Elements of Iso-, Geno-, Hyper-Mathematics for Matter, Their Isoduals for Antimatter, and Their Applications in Physics, Chemistry, and Biology

Abstract

Pre-existing mathematical formulations are generally used for the treatment of new scientific problems. In this note we show that the construction of mathematical structures from open physical, chemical, and biological problems leads to new intriguing mathematics of increasing complexity called iso-, geno-, and hyper-mathematics for the treatment of matter in reversible, irreversible, and multi-valued conditions, respectively, plus anti-isomorphic images called isodual mathematics for the treatment of antimatter.
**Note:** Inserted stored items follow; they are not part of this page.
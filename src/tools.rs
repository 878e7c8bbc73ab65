//! # Tool definitions and the executor seam
//!
//! The model is offered exactly one tool, `search_web`. Its JSON schema is fixed and
//! sent with every request through [`Tool::to_openai_format`]:
//!
//! ```json
//! {
//!   "type": "function",
//!   "function": {
//!     "name": "search_web",
//!     "description": "Search the web for up-to-date information.",
//!     "parameters": {
//!       "type": "object",
//!       "properties": { "query": { "type": "string", "description": "..." } },
//!       "required": ["query"]
//!     }
//!   }
//! }
//! ```
//!
//! ## Execution
//!
//! The controller hands every finalized [`ToolCallRequest`] to a [`ToolExecutor`],
//! one at a time and in index order. Executors never fail: every problem (bad
//! arguments, unknown tool, network error) comes back as an `ok: false`
//! [`ToolOutcome`] so the model can see it and decide what to do next.
//!
//! [`DefaultToolExecutor`] dispatches `search_web` to [`WebSearch`]. Tests and hosts
//! that want a different side effect implement the trait themselves:
//!
//! ```rust,no_run
//! use async_trait::async_trait;
//! use streaming_agent::{AgentConfig, Tool, ToolCallRequest, ToolExecutor, ToolOutcome};
//!
//! struct Canned;
//!
//! #[async_trait]
//! impl ToolExecutor for Canned {
//!     fn definitions(&self) -> Vec<Tool> {
//!         vec![streaming_agent::search_web_tool()]
//!     }
//!
//!     async fn execute(&self, _request: &ToolCallRequest, _config: &AgentConfig) -> ToolOutcome {
//!         ToolOutcome::success("1. Tokio", "[]")
//!     }
//! }
//! ```

use crate::config::AgentConfig;
use crate::search::WebSearch;
use crate::types::{ToolCallRequest, ToolOutcome};
use async_trait::async_trait;
use serde_json::{Value, json};

/// Name of the built-in web search tool
pub const SEARCH_WEB: &str = "search_web";

/// Tool metadata in OpenAI function-calling terms.
///
/// Only the declaration lives here; the side effect belongs to a [`ToolExecutor`].
#[derive(Debug, Clone, PartialEq)]
pub struct Tool {
    name: String,
    description: String,
    /// Full JSON Schema object for the arguments
    input_schema: Value,
}

impl Tool {
    /// Create a tool declaration. `input_schema` must already be a JSON Schema
    /// object (`{"type": "object", "properties": {...}}`); anything else is replaced
    /// by an empty object schema.
    pub fn new(
        name: impl Into<String>,
        description: impl Into<String>,
        input_schema: Value,
    ) -> Self {
        let is_schema =
            input_schema.get("type").is_some() && input_schema.get("properties").is_some();
        let input_schema = if is_schema {
            input_schema
        } else {
            json!({"type": "object", "properties": {}, "required": []})
        };

        Self {
            name: name.into(),
            description: description.into(),
            input_schema,
        }
    }

    /// The `{"type": "function", "function": {...}}` entry for the `tools` array.
    pub fn to_openai_format(&self) -> Value {
        json!({
            "type": "function",
            "function": {
                "name": self.name,
                "description": self.description,
                "parameters": self.input_schema
            }
        })
    }

    pub fn name(&self) -> &str {
        &self.name
    }

    pub fn description(&self) -> &str {
        &self.description
    }

    pub fn input_schema(&self) -> &Value {
        &self.input_schema
    }
}

/// The fixed `search_web` declaration.
pub fn search_web_tool() -> Tool {
    Tool::new(
        SEARCH_WEB,
        "Search the web for up-to-date information. Returns up to 5 results with title, link and snippet.",
        json!({
            "type": "object",
            "properties": {
                "query": {
                    "type": "string",
                    "description": "The search query"
                }
            },
            "required": ["query"]
        }),
    )
}

/// Performs the side effect behind a tool call.
///
/// `config` is the snapshot taken right before this call, so endpoint or key
/// changes made between calls are picked up. Implementations must not panic and
/// must not block; they may be dropped mid-flight when the user cancels.
#[async_trait]
pub trait ToolExecutor: Send + Sync {
    /// Declarations sent to the model with every request.
    fn definitions(&self) -> Vec<Tool>;

    /// Runs one call to completion.
    async fn execute(&self, request: &ToolCallRequest, config: &AgentConfig) -> ToolOutcome;
}

/// Executor for the built-in `search_web` tool.
#[derive(Debug, Clone, Default)]
pub struct DefaultToolExecutor {
    search: WebSearch,
}

impl DefaultToolExecutor {
    pub fn new() -> Self {
        Self::default()
    }

    /// Use a preconfigured search client (custom proxy, TLS roots, ...).
    pub fn with_search(search: WebSearch) -> Self {
        Self { search }
    }
}

#[async_trait]
impl ToolExecutor for DefaultToolExecutor {
    fn definitions(&self) -> Vec<Tool> {
        vec![search_web_tool()]
    }

    async fn execute(&self, request: &ToolCallRequest, config: &AgentConfig) -> ToolOutcome {
        match request.name.as_str() {
            SEARCH_WEB => self.search.run(request, config).await,
            other => {
                log::warn!("Model requested unknown tool '{}'", other);
                let message = format!("Unknown tool: {}", other);
                ToolOutcome::failure(message.clone(), message)
            }
        }
    }
}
These novel mathematics are based on the lifting of the multiplicative unit of ordinary fields (with characteristic zero) from its traditional value +1 into: (1) invertible, Hermitean, and single-valued units for isomathematics; (2) invertible, non-Hermitean, and single-valued units for genomathematics; and (3) invertible, non-Hermitean, and multi-valued units for hypermathematics; with corresponding liftings of the conventional associative product and consequential lifting of all branches of mathematics admitting a (left and right) multiplicative unit. An anti-Hermitean conjugation applied to the totality of quantities and their operation of the preceding mathematics characterizes the isodual mathematics. Intriguingly, the emerging formulations preserve the abstract axioms of conventional mathematics (that based on the unit +1). As such, the new formulations result to be new realizations of existing abstract mathematical axioms. We then show that the above mathematical advances permit corresponding liftings of conventional classical and quantum theories with a resolution of basic open problems in physics, chemistry, and biology, numerous experimental verifications, as well as new industrial applications.